====== Source records ======
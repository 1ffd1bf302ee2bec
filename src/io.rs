use std::collections::BTreeSet;
use std::io::Write;

use time::macros::format_description;

use crate::error::TrackerError;
use crate::summary::{Summary, SummaryOutput, format_currency};
use crate::transaction::{Transaction, TransactionKind};

pub const EMPTY_LIST_MESSAGE: &str = "No transactions found. Add your first transaction!";

/// Writes one line per transaction, in the order given.
pub fn write_table<W: Write>(
    mut writer: W,
    transactions: &[Transaction],
    symbol: &str,
) -> Result<(), TrackerError> {
    if transactions.is_empty() {
        writeln!(writer, "{EMPTY_LIST_MESSAGE}")?;
        return Ok(());
    }

    for tx in transactions {
        writeln!(writer, "{}", table_row(tx, symbol)?)?;
    }

    writer.flush()?;
    Ok(())
}

fn table_row(tx: &Transaction, symbol: &str) -> Result<String, TrackerError> {
    let date = tx
        .date
        .format(format_description!("[month repr:short] [day padding:none], [year]"))?;
    let time = tx.time.format(format_description!("[hour]:[minute]"))?;

    Ok(format!(
        "{:<13}  {:<12}  {}  {:<8}  {:<12}  {:<24}  {:>12}",
        tx.id,
        date,
        time,
        tx.payment_method,
        tx.category,
        tx.description,
        signed_amount(tx, symbol),
    ))
}

/// `+₹500.00` for income, `-₹200.00` for expenses.
pub fn signed_amount(tx: &Transaction, symbol: &str) -> String {
    let sign = match tx.kind {
        TransactionKind::Income => '+',
        TransactionKind::Expense => '-',
    };
    format!("{sign}{}", format_currency(symbol, tx.amount))
}

pub fn write_csv<W: Write>(writer: W, transactions: &[Transaction]) -> Result<(), TrackerError> {
    let mut csv_writer = csv::Writer::from_writer(writer);

    for tx in transactions {
        csv_writer.serialize(tx)?;
    }

    csv_writer.flush()?;
    Ok(())
}

/// Same array layout as the persisted data.
pub fn write_json<W: Write>(mut writer: W, transactions: &[Transaction]) -> Result<(), TrackerError> {
    serde_json::to_writer_pretty(&mut writer, transactions)?;
    writeln!(writer)?;
    Ok(())
}

pub fn write_summary<W: Write>(
    mut writer: W,
    summary: &Summary,
    symbol: &str,
) -> Result<(), TrackerError> {
    let output = SummaryOutput::new(summary, symbol);

    writeln!(writer, "Total income:  {}", output.income)?;
    writeln!(writer, "Total expense: {}", output.expense)?;
    if output.deficit {
        writeln!(writer, "Balance:       {} (deficit)", output.balance)?;
    } else {
        writeln!(writer, "Balance:       {}", output.balance)?;
    }

    writer.flush()?;
    Ok(())
}

/// Notes that a payment filter matches no stored method and lists the ones in use.
pub fn write_unknown_payment_method<W: Write>(
    mut writer: W,
    method: &str,
    known: &BTreeSet<&str>,
) -> Result<(), TrackerError> {
    if known.is_empty() {
        writeln!(writer, "No transactions use payment method \"{method}\"")?;
    } else {
        let known: Vec<&str> = known.iter().copied().collect();
        writeln!(
            writer,
            "No transactions use payment method \"{method}\". Known methods: {}",
            known.join(", ")
        )?;
    }
    Ok(())
}
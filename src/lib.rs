//! A single-user income and expense tracker that keeps its entries in a
//! local JSON file.

pub mod app;
pub mod config;
pub mod error;
pub mod filter;
pub mod io;
pub mod storage;
pub mod store;
pub mod summary;
pub mod transaction;

pub use app::{Event, Tracker, View};
pub use error::TrackerError;
pub use filter::TransactionFilter;
pub use store::TransactionStore;
pub use summary::Summary;
pub use transaction::{Transaction, TransactionForm, TransactionId, TransactionKind};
======
**What you should do:** Using the entries above, work out the number of lines that hold the word "filename" and write it with no other words.

**Reply:** 2